- [Directions for this task] What is expected is a word-for-word copy of all the entries.

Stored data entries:
════════════════

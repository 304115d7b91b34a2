//! CLI command definitions

use clap::{Parser, ValueEnum};
use std::path::PathBuf;

/// Output format for query results
#[derive(Debug, Clone, Copy, PartialEq, Eq, ValueEnum)]
pub enum OutputFormat {
    /// The answer plus warnings for abandoned steps
    Answer,
    /// Answer, accepted steps and abandoned steps
    Full,
    /// JSON output
    Json,
}

/// CLI arguments for stepwise
#[derive(Parser, Debug)]
#[command(name = "stepwise")]
#[command(author, version, about = "Answer requests by planning and running a chain of tool calls")]
#[command(long_about = r#"
Stepwise turns a natural-language request into a chain of tool calls.

For every query:
1. Plan: the model proposes an ordered list of tool calls, where an argument
   may reference an earlier tool's output as {{tool_name}}
2. Execute: steps run one at a time; a step whose references are not yet
   available, whose tool reports an error, or whose output is judged
   irrelevant goes back to the end of the queue
3. Answer: the model writes the final reply from the accepted tool results

Configuration files are loaded from (in priority order):
1. STEPWISE_* environment variables
2. --config <path>     Explicit config file
3. ./stepwise.toml     Project-level config
4. ~/.config/stepwise/config.toml   Global config

Example:
  stepwise "What time is it? Save it to now.txt"
  stepwise -m gpt-4o "What is (3 + 4) * 12?"
  stepwise              # interactive mode, type quit to exit
"#)]
pub struct Cli {
    /// The request to answer (omit for interactive mode)
    pub query: Option<String>,

    /// Model used for planning, judging and the final answer
    #[arg(short, long, value_name = "MODEL")]
    pub model: Option<String>,

    /// Directory file paths are anchored under
    #[arg(long, value_name = "DIR")]
    pub base_dir: Option<PathBuf>,

    /// Failed attempts before a step is abandoned (0 = retry without bound)
    #[arg(long, value_name = "N")]
    pub max_attempts: Option<u32>,

    /// Output format
    #[arg(short, long, value_enum, default_value = "answer")]
    pub output: OutputFormat,

    /// Append a JSONL conversation log to this file
    #[arg(long, value_name = "PATH")]
    pub log_conversation: Option<PathBuf>,

    /// Verbosity level (-v = info, -vv = debug, -vvv = trace)
    #[arg(short, long, action = clap::ArgAction::Count)]
    pub verbose: u8,

    /// Suppress progress indicators and step traces
    #[arg(short, long)]
    pub quiet: bool,

    /// Path to configuration file
    #[arg(long, value_name = "PATH")]
    pub config: Option<PathBuf>,

    /// Disable loading of configuration files
    #[arg(long)]
    pub no_config: bool,

    /// Show configuration file locations and exit
    #[arg(long)]
    pub show_config: bool,
}
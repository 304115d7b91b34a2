//! Execution parameters: chain loop control.
//!
//! [`ExecutionParams`] groups the static parameters that control the
//! execution loop in [`RunQueryUseCase`](crate::use_cases::run_query::RunQueryUseCase).

use serde::{Deserialize, Serialize};
use stepwise_domain::StepFailure;

/// Execution loop control parameters.
///
/// The termination guard has two parts:
///
/// | Parameter               | Effect                                              |
/// |-------------------------|-----------------------------------------------------|
/// | `max_attempts_per_step` | a step failing this many times is abandoned         |
/// | `stop_when_stalled`     | stop once every queued step is waiting on a missing reference |
///
/// `max_attempts_per_step = None` with `stop_when_stalled = false` retries
/// forever.
#[derive(Debug, Clone, Serialize, Deserialize)]
pub struct ExecutionParams {
    /// Failed attempts after which a step is abandoned.
    pub max_attempts_per_step: Option<u32>,
    /// Abandon the remaining queue when no step can resolve.
    pub stop_when_stalled: bool,
    /// Tools whose output skips the relevance judge.
    pub arithmetic_tools: Vec<String>,
}

impl Default for ExecutionParams {
    fn default() -> Self {
        Self {
            max_attempts_per_step: Some(3),
            stop_when_stalled: true,
            arithmetic_tools: vec!["calculate".to_string()],
        }
    }
}

impl ExecutionParams {
    // ==================== Builder Methods ====================

    pub fn with_max_attempts_per_step(mut self, max: Option<u32>) -> Self {
        self.max_attempts_per_step = max;
        self
    }

    pub fn with_stop_when_stalled(mut self, stop: bool) -> Self {
        self.stop_when_stalled = stop;
        self
    }

    pub fn with_arithmetic_tools(mut self, tools: Vec<String>) -> Self {
        self.arithmetic_tools = tools;
        self
    }

    pub fn is_arithmetic(&self, tool: &str) -> bool {
        self.arithmetic_tools.iter().any(|t| t == tool)
    }

    /// Whether `failure` is charged to the step's attempt count.
    ///
    /// Unresolved passes only count when stall detection is off; otherwise
    /// the stall check is what ends a step that can never resolve.
    pub fn counts_against_attempts(&self, failure: &StepFailure) -> bool {
        !(self.stop_when_stalled && matches!(failure, StepFailure::Unresolved(_)))
    }

    /// Whether a step with `attempts` failures has used up its retries
    pub fn attempts_exhausted(&self, attempts: u32) -> bool {
        self.max_attempts_per_step.is_some_and(|max| attempts >= max)
    }
}

#[cfg(test)]
mod tests {
    use super::*;

    #[test]
    fn test_default() {
        let params = ExecutionParams::default();
        assert_eq!(params.max_attempts_per_step, Some(3));
        assert!(params.stop_when_stalled);
        assert!(params.is_arithmetic("calculate"));
        assert!(!params.is_arithmetic("get_time"));
    }

    #[test]
    fn test_builder() {
        let params = ExecutionParams::default()
            .with_max_attempts_per_step(None)
            .with_stop_when_stalled(false)
            .with_arithmetic_tools(vec!["eval".to_string()]);

        assert!(!params.attempts_exhausted(1_000));
        assert!(!params.stop_when_stalled);
        assert!(params.is_arithmetic("eval"));
    }

    #[test]
    fn test_unresolved_charged_only_without_stall_detection() {
        let unresolved = StepFailure::Unresolved(vec!["get_time".to_string()]);
        let errored = StepFailure::ErrorMarked("Error: busy".to_string());

        let params = ExecutionParams::default();
        assert!(!params.counts_against_attempts(&unresolved));
        assert!(params.counts_against_attempts(&errored));

        let params = params.with_stop_when_stalled(false);
        assert!(params.counts_against_attempts(&unresolved));
        assert!(params.counts_against_attempts(&errored));
    }

    #[test]
    fn test_attempts_exhausted() {
        let params = ExecutionParams::default();
        assert!(!params.attempts_exhausted(2));
        assert!(params.attempts_exhausted(3));
    }
}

════════════════

- [Answer to the exercise]
repository 304115d7b91b34a2
//! CLI command definitions

use clap::{Parser, ValueEnum};
use std::path::PathBuf;

/// Output format for query results
#[derive(Debug, Clone, Copy, PartialEq, Eq, ValueEnum)]
pub enum OutputFormat {
    /// The answer plus warnings for abandoned steps
    Answer,
    /// Answer, accepted steps and abandoned steps
    Full,
    /// JSON output
    Json,
}

/// CLI arguments for stepwise
#[derive(Parser, Debug)]
#[command(name = "stepwise")]
#[command(author, version, about = "Answer requests by planning and running a chain of tool calls")]
#[command(long_about = r#"
Stepwise turns a natural-language request into a chain of tool calls.

For every query:
1. Plan: the model proposes an ordered list of tool calls, where an argument
   may reference an earlier tool's output as {{tool_name}}
2. Execute: steps run one at a time; a step whose references are not yet
   available, whose tool reports an error, or whose output is judged
   irrelevant goes back to the end of the queue
3. Answer: the model writes the final reply from the accepted tool results

Configuration files are loaded from (in priority order):
1. STEPWISE_* environment variables
2. --config <path>     Explicit config file
3. ./stepwise.toml     Project-level config
4. ~/.config/stepwise/config.toml   Global config

Example:
  stepwise "What time is it? Save it to now.txt"
  stepwise -m gpt-4o "What is (3 + 4) * 12?"
  stepwise              # interactive mode, type quit to exit
"#)]
pub struct Cli {
    /// The request to answer (omit for interactive mode)
    pub query: Option<String>,

    /// Model used for planning, judging and the final answer
    #[arg(short, long, value_name = "MODEL")]
    pub model: Option<String>,

    /// Directory file paths are anchored under
    #[arg(long, value_name = "DIR")]
    pub base_dir: Option<PathBuf>,

    /// Failed attempts before a step is abandoned (0 = retry without bound)
    #[arg(long, value_name = "N")]
    pub max_attempts: Option<u32>,

    /// Output format
    #[arg(short, long, value_enum, default_value = "answer")]
    pub output: OutputFormat,

    /// Append a JSONL conversation log to this file
    #[arg(long, value_name = "PATH")]
    pub log_conversation: Option<PathBuf>,

    /// Verbosity level (-v = info, -vv = debug, -vvv = trace)
    #[arg(short, long, action = clap::ArgAction::Count)]
    pub verbose: u8,

    /// Suppress progress indicators and step traces
    #[arg(short, long)]
    pub quiet: bool,

    /// Path to configuration file
    #[arg(long, value_name = "PATH")]
    pub config: Option<PathBuf>,

    /// Disable loading of configuration files
    #[arg(long)]
    pub no_config: bool,

    /// Show configuration file locations and exit
    #[arg(long)]
    pub show_config: bool,
}
repository 304115d7b91b34a2
//! Execution parameters: chain loop control.
//!
//! [`ExecutionParams`] groups the static parameters that control the
//! execution loop in [`RunQueryUseCase`](crate::use_cases::run_query::RunQueryUseCase).

use serde::{Deserialize, Serialize};
use stepwise_domain::StepFailure;

/// Execution loop control parameters.
///
/// The termination guard has two parts:
///
/// | Parameter               | Effect                                              |
/// |-------------------------|-----------------------------------------------------|
/// | `max_attempts_per_step` | a step failing this many times is abandoned         |
/// | `stop_when_stalled`     | stop once every queued step is waiting on a missing reference |
///
/// `max_attempts_per_step = None` with `stop_when_stalled = false` retries
/// forever.
#[derive(Debug, Clone, Serialize, Deserialize)]
pub struct ExecutionParams {
    /// Failed attempts after which a step is abandoned.
    pub max_attempts_per_step: Option<u32>,
    /// Abandon the remaining queue when no step can resolve.
    pub stop_when_stalled: bool,
    /// Tools whose output skips the relevance judge.
    pub arithmetic_tools: Vec<String>,
}

impl Default for ExecutionParams {
    fn default() -> Self {
        Self {
            max_attempts_per_step: Some(3),
            stop_when_stalled: true,
            arithmetic_tools: vec!["calculate".to_string()],
        }
    }
}

impl ExecutionParams {
    // ==================== Builder Methods ====================

    pub fn with_max_attempts_per_step(mut self, max: Option<u32>) -> Self {
        self.max_attempts_per_step = max;
        self
    }

    pub fn with_stop_when_stalled(mut self, stop: bool) -> Self {
        self.stop_when_stalled = stop;
        self
    }

    pub fn with_arithmetic_tools(mut self, tools: Vec<String>) -> Self {
        self.arithmetic_tools = tools;
        self
    }

    pub fn is_arithmetic(&self, tool: &str) -> bool {
        self.arithmetic_tools.iter().any(|t| t == tool)
    }

    /// Whether `failure` is charged to the step's attempt count.
    ///
    /// Unresolved passes only count when stall detection is off; otherwise
    /// the stall check is what ends a step that can never resolve.
    pub fn counts_against_attempts(&self, failure: &StepFailure) -> bool {
        !(self.stop_when_stalled && matches!(failure, StepFailure::Unresolved(_)))
    }

    /// Whether a step with `attempts` failures has used up its retries
    pub fn attempts_exhausted(&self, attempts: u32) -> bool {
        self.max_attempts_per_step.is_some_and(|max| attempts >= max)
    }
}

#[cfg(test)]
mod tests {
    use super::*;

    #[test]
    fn test_default() {
        let params = ExecutionParams::default();
        assert_eq!(params.max_attempts_per_step, Some(3));
        assert!(params.stop_when_stalled);
        assert!(params.is_arithmetic("calculate"));
        assert!(!params.is_arithmetic("get_time"));
    }

    #[test]
    fn test_builder() {
        let params = ExecutionParams::default()
            .with_max_attempts_per_step(None)
            .with_stop_when_stalled(false)
            .with_arithmetic_tools(vec!["eval".to_string()]);

        assert!(!params.attempts_exhausted(1_000));
        assert!(!params.stop_when_stalled);
        assert!(params.is_arithmetic("eval"));
    }

    #[test]
    fn test_unresolved_charged_only_without_stall_detection() {
        let unresolved = StepFailure::Unresolved(vec!["get_time".to_string()]);
        let errored = StepFailure::ErrorMarked("Error: busy".to_string());

        let params = ExecutionParams::default();
        assert!(!params.counts_against_attempts(&unresolved));
        assert!(params.counts_against_attempts(&errored));

        let params = params.with_stop_when_stalled(false);
        assert!(params.counts_against_attempts(&unresolved));
        assert!(params.counts_against_attempts(&errored));
    }

    #[test]
    fn test_attempts_exhausted() {
        let params = ExecutionParams::default();
        assert!(!params.attempts_exhausted(2));
        assert!(params.attempts_exhausted(3));
    }
}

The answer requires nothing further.